Я ни о чём не думала. Было стыдно, что мне абсолютно не жаль Сандерса. Было больно от режущих сердце чувств. Было страшно от открывшейся правды. Не мне, кому-то другому, далёкому, пытавшемуся докричаться до меня сквозь толщу тумана, словно через пуховую подушку. Мне же было всё равно. Я очень устала. Опустошена, как после сильных потрясений и долгих слёз, таких, какими мы умеем плакать лишь в детстве, когда кажется, что выплакал из себя не только всю воду, но и всю душу.
Я ни о чём не думаю. Лежу и смотрю в прореху меж штор на небо, затянутое равнодушной, беспросветной серостью. Когда темнеет, жду грозы или хотя бы ливня, но на стекле вместо капель появляются отблески уличных фонарей, подкрашивая сумрак тёплым золотом, и я понимаю, что это просто вечер. Уже вечер.
Заставляю себя встать с постели. Голова кружится. Болит и сердце, и желудок. Это голод, всего лишь голод.
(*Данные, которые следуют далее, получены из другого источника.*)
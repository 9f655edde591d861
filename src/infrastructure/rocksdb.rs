use crate::domain::booking::{Booking, BookingRecord};
use crate::domain::ids::{BookingId, UserId};
use crate::domain::ports::BookingStore;
use crate::error::{BookingError, Result};
use async_trait::async_trait;
use rocksdb::{ColumnFamilyDescriptor, DB, IteratorMode, Options};
use std::path::Path;
use std::sync::Arc;
use tokio::sync::Mutex;

/// Column Family for storing booking aggregates.
pub const CF_BOOKINGS: &str = "bookings";

/// A persistent store implementation using RocksDB.
///
/// Each booking aggregate is kept as one JSON value keyed by the booking id,
/// so state, challenge and escrow are written in a single put. Writers take
/// `write_lock` so the version comparison and the put are atomic.
///
/// This struct is thread-safe (`Clone` shares the underlying `Arc<DB>`).
#[derive(Clone)]
pub struct RocksDBStore {
    db: Arc<DB>,
    write_lock: Arc<Mutex<()>>,
}

impl RocksDBStore {
    /// Opens or creates a RocksDB instance at the specified path.
    ///
    /// Ensures that the "bookings" column family exists.
    pub fn open<P: AsRef<Path>>(path: P) -> Result<Self> {
        let mut opts = Options::default();
        opts.create_if_missing(true);
        opts.create_missing_column_families(true);

        let cf_bookings = ColumnFamilyDescriptor::new(CF_BOOKINGS, Options::default());
        let db = DB::open_cf_descriptors(&opts, path, vec![cf_bookings])?;

        Ok(Self {
            db: Arc::new(db),
            write_lock: Arc::new(Mutex::new(())),
        })
    }

    fn cf(&self) -> Result<&rocksdb::ColumnFamily> {
        self.db.cf_handle(CF_BOOKINGS).ok_or_else(|| {
            BookingError::infrastructure(std::io::Error::other("Bookings column family not found"))
        })
    }

    fn read(&self, id: BookingId) -> Result<Option<BookingRecord>> {
        let cf = self.cf()?;
        match self.db.get_pinned_cf(cf, id.as_bytes())? {
            Some(bytes) => Ok(Some(serde_json::from_slice(&bytes)?)),
            None => Ok(None),
        }
    }

    fn write(&self, record: &BookingRecord) -> Result<()> {
        let cf = self.cf()?;
        let value = serde_json::to_vec(record)?;
        self.db.put_cf(cf, record.id().as_bytes(), value)?;
        Ok(())
    }

    fn scan(&self) -> Result<Vec<BookingRecord>> {
        let cf = self.cf()?;
        let mut records = Vec::new();
        for item in self.db.iterator_cf(cf, IteratorMode::Start) {
            let (_key, value) = item?;
            records.push(serde_json::from_slice(&value)?);
        }
        Ok(records)
    }
}

#[async_trait]
impl BookingStore for RocksDBStore {
    async fn insert(&self, record: BookingRecord) -> Result<()> {
        let _guard = self.write_lock.lock().await;
        if self.read(record.id())?.is_some() {
            return Err(BookingError::Validation(format!(
                "Booking {} already exists",
                record.id()
            )));
        }
        self.write(&record)
    }

    async fn load(&self, id: BookingId) -> Result<Option<BookingRecord>> {
        self.read(id)
    }

    async fn save(&self, mut record: BookingRecord, expected_version: u64) -> Result<u64> {
        let _guard = self.write_lock.lock().await;
        let id = record.id();
        let stored = self
            .read(id)?
            .ok_or_else(|| BookingError::not_found("booking", id))?;

        if stored.version != expected_version {
            return Err(BookingError::StaleVersion {
                id,
                expected: expected_version,
            });
        }

        record.version = expected_version + 1;
        self.write(&record)?;
        Ok(record.version)
    }

    async fn active_for_provider(&self, provider: UserId) -> Result<Vec<Booking>> {
        Ok(self
            .scan()?
            .into_iter()
            .map(|record| record.booking)
            .filter(|booking| booking.provider_id == provider && booking.state.is_active())
            .collect())
    }

    async fn all(&self) -> Result<Vec<BookingRecord>> {
        self.scan()
    }
}
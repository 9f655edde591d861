use booking_escrow::application::booking_service::BookingService;
use booking_escrow::config::BookingConfig;
use booking_escrow::domain::ports::BookingStoreBox;
use booking_escrow::infrastructure::in_memory::{InMemoryBookingStore, InMemoryCatalog};
use booking_escrow::interfaces::csv::catalog_reader::CatalogReader;
use booking_escrow::interfaces::csv::command_reader::CommandReader;
use booking_escrow::interfaces::csv::report_writer::ReportWriter;
use booking_escrow::interfaces::replay::Replay;
use booking_escrow::logging::LoggingConfig;
use clap::{Parser, ValueEnum};
use miette::{IntoDiagnostic, Result};
use std::fs::File;
use std::io;
use std::path::PathBuf;
use tracing::{error, info, warn};

#[derive(Debug, Clone, Copy, PartialEq, Eq, ValueEnum)]
enum Report {
    /// Ledger balance per credited account
    Balances,
    /// Final state and escrow status per booking label
    Bookings,
}

#[derive(Parser)]
#[command(author, version, about, long_about = None)]
struct Cli {
    /// Booking commands CSV file
    input: PathBuf,

    /// Service catalog CSV file (`service,provider,price`)
    #[arg(long)]
    catalog: PathBuf,

    /// JSON configuration file. `BOOKING_*` environment variables override it.
    #[arg(long)]
    config: Option<PathBuf>,

    /// Path to persistent database (optional). If provided, uses RocksDB.
    #[arg(long)]
    db_path: Option<PathBuf>,

    #[arg(long, value_enum, default_value = "balances")]
    report: Report,
}

#[tokio::main]
async fn main() -> Result<()> {
    let cli = Cli::parse();
    LoggingConfig::from_env().init().into_diagnostic()?;

    let config = match &cli.config {
        Some(path) => BookingConfig::from_json_file(path).into_diagnostic()?,
        None => BookingConfig::default(),
    }
    .with_overrides(|key| std::env::var(key).ok())
    .into_diagnostic()?;

    let catalog = File::open(&cli.catalog).into_diagnostic()?;
    let listings = CatalogReader::new(catalog).listings().into_diagnostic()?;
    info!(services = listings.len(), "catalog loaded");

    let store = open_store(cli.db_path)?;
    let service = BookingService::new(store, Box::new(InMemoryCatalog::from_listings(listings)), config);
    let mut replay = Replay::new(service);

    let file = File::open(&cli.input).into_diagnostic()?;
    for (line, row) in CommandReader::new(file).commands().enumerate() {
        let outcome = match row {
            Ok(row) => replay.apply(row).await,
            Err(e) => Err(e),
        };
        match outcome {
            Ok(()) => {}
            Err(e) if e.is_business_rule() => {
                warn!(line = line + 2, error = %e, "command rejected");
            }
            Err(e) => {
                error!(line = line + 2, error = ?e, "command failed");
                return Err(e).into_diagnostic();
            }
        }
    }

    let stdout = io::stdout();
    let mut writer = ReportWriter::new(stdout.lock());
    match cli.report {
        Report::Balances => {
            let balances = replay.service().balances().await.into_diagnostic()?;
            writer.write_balances(&balances).into_diagnostic()?;
        }
        Report::Bookings => {
            let bookings = replay.bookings().await.into_diagnostic()?;
            writer.write_bookings(&bookings).into_diagnostic()?;
        }
    }

    Ok(())
}

#[cfg(feature = "storage-rocksdb")]
fn open_store(db_path: Option<PathBuf>) -> Result<BookingStoreBox> {
    use booking_escrow::infrastructure::rocksdb::RocksDBStore;

    match db_path {
        Some(path) => {
            info!(path = %path.display(), "opening persistent booking store");
            Ok(Box::new(RocksDBStore::open(path).into_diagnostic()?))
        }
        None => Ok(Box::new(InMemoryBookingStore::new())),
    }
}

#[cfg(not(feature = "storage-rocksdb"))]
fn open_store(db_path: Option<PathBuf>) -> Result<BookingStoreBox> {
    if db_path.is_some() {
        warn!(
            "persistent storage requested via --db-path but the storage-rocksdb feature is not enabled, falling back to in-memory storage"
        );
    }
    Ok(Box::new(InMemoryBookingStore::new()))
}
use crate::domain::otp::OtpCode;
use crate::domain::ports::{Clock, CodeGenerator};
use crate::error::Result;
use chrono::{DateTime, Utc};
use rand::Rng;
use rand::rngs::OsRng;

#[derive(Debug, Clone, Copy, Default)]
pub struct SystemClock;

impl Clock for SystemClock {
    fn now(&self) -> DateTime<Utc> {
        Utc::now()
    }
}

/// Draws codes uniformly from `000000..=999999` using the operating system RNG.
#[derive(Debug, Clone, Copy, Default)]
pub struct SecureCodeGenerator;

impl CodeGenerator for SecureCodeGenerator {
    fn generate(&self) -> Result<OtpCode> {
        OtpCode::from_number(OsRng.gen_range(0..1_000_000))
    }
}
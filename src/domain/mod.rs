//! Domain layer: the booking aggregate, its value objects and the ports the
//! application layer depends on. Nothing in here performs I/O.

pub mod booking;
pub mod escrow;
pub mod ids;
pub mod money;
pub mod otp;
pub mod ports;
pub mod slot;
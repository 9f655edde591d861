use crate::error::{BookingError, Result};
use chrono::{DateTime, Utc};
use serde::{Deserialize, Serialize};

/// The half-open interval `[start, end)` a provider is engaged for.
#[derive(Debug, Clone, Copy, PartialEq, Eq, Serialize, Deserialize)]
pub struct TimeSlot {
    pub start: DateTime<Utc>,
    pub end: DateTime<Utc>,
}

impl TimeSlot {
    pub fn new(start: DateTime<Utc>, end: DateTime<Utc>) -> Result<Self> {
        if end > start {
            Ok(Self { start, end })
        } else {
            Err(BookingError::Validation(format!(
                "Slot end {end} must be after start {start}"
            )))
        }
    }

    pub fn overlaps(&self, other: &TimeSlot) -> bool {
        self.start < other.end && other.start < self.end
    }
}
//! Application layer containing the booking lifecycle orchestration.
//!
//! `BookingService` is the facade callers use. It sequences the slot guard,
//! the aggregate's transition table and the payment and code collaborators
//! into one transaction per call.

pub mod booking_service;
pub mod slot_guard;
use super::booking::{Booking, BookingRecord};
use super::escrow::{CardSummary, PaymentReceipt};
use super::ids::{BookingId, ServiceId, UserId};
use super::money::Amount;
use super::otp::OtpCode;
use crate::error::Result;
use async_trait::async_trait;
use chrono::{DateTime, Utc};

/// Persistence for booking aggregates with optimistic versioning.
#[async_trait]
pub trait BookingStore: Send + Sync {
    /// Stores a new record. Fails if the id is already taken.
    async fn insert(&self, record: BookingRecord) -> Result<()>;
    async fn load(&self, id: BookingId) -> Result<Option<BookingRecord>>;
    /// Replaces the record if its stored version is still `expected_version`,
    /// returning the new version. Fails with `StaleVersion` otherwise.
    async fn save(&self, record: BookingRecord, expected_version: u64) -> Result<u64>;
    /// Bookings of `provider` that still occupy a slot.
    async fn active_for_provider(&self, provider: UserId) -> Result<Vec<Booking>>;
    async fn all(&self) -> Result<Vec<BookingRecord>>;
}

pub type BookingStoreBox = Box<dyn BookingStore>;

#[derive(Debug, Clone, PartialEq, Eq)]
pub struct ServiceListing {
    pub service_id: ServiceId,
    pub provider_id: UserId,
    pub price: Amount,
}

#[async_trait]
pub trait ServiceCatalog: Send + Sync {
    async fn lookup(&self, service_id: ServiceId) -> Result<Option<ServiceListing>>;
}

#[async_trait]
pub trait PaymentGateway: Send + Sync {
    /// Takes `amount` from the client's card. Fails with `PaymentDeclined`.
    async fn capture(&self, booking_id: BookingId, amount: Amount, card: &CardSummary) -> Result<PaymentReceipt>;
    /// Cancels a capture whose booking was never persisted.
    async fn void(&self, receipt: &PaymentReceipt) -> Result<()>;
}

pub trait CodeGenerator: Send + Sync {
    fn generate(&self) -> Result<OtpCode>;
}

pub trait Clock: Send + Sync {
    fn now(&self) -> DateTime<Utc>;
}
Просто надо поужинать.
Тащусь в ближайший кабак, официант настойчиво трясёт у меня перед носом листком с меню, но у меня нет ни сил, ни желания разбирать эти мелкие закорючки, убранные в тесные строки. Заказываю блюдо дня, лишь бы он отвязался. Ставлю локти на стол, роняю на сплетённые пальцы лоб. Мысленно получаю затрещину от школьной воспитательницы: «Ну-ка, руки со стола!». И чего я вдруг про неё вспомнила?
В заведении людно. Передо мной в центре какая-то компания, один голос что-то рассказывает, другие хохочут — дружно и заискивающе. Голос отвратительный, визгливый на верхних нотах, знакомый… Сандерс! Из-за сцепленных перед глазами рук я его, к счастью, не вижу. Но догадываюсь, что он фиолетов избитым лицом, сидит в кружке своей свиты, рассказывает сандерсятам об очередном несуществующем подвиге.
Меня мутит. Это от голода.
Краем глаза ловлю какой-то отблеск слева от меня, у самой стены, в тёмном углу кабака. Перевожу взгляд. Сидящего за столом не видно, свет от ламп выхватывает лишь стакан с виски и держащие его разбитые пальцы. На одном из них — массивный наградной перстень. Я такой уже видела. Вчера! Подскакиваю со своего места и сломя голову бегу прочь… Нет, на самом деле я продолжаю сидеть — колени ватные настолько, что ноги будто не мои. Будто всё это происходит не со мной, а просто чей-то сумасшедший сон.
Рука с перстнем ставит опустевший стакан на стол, из темноты появляется Винтерсблад, направляется к выходу, словно не видя ни меня, ни Свирепого Суслика со свитой.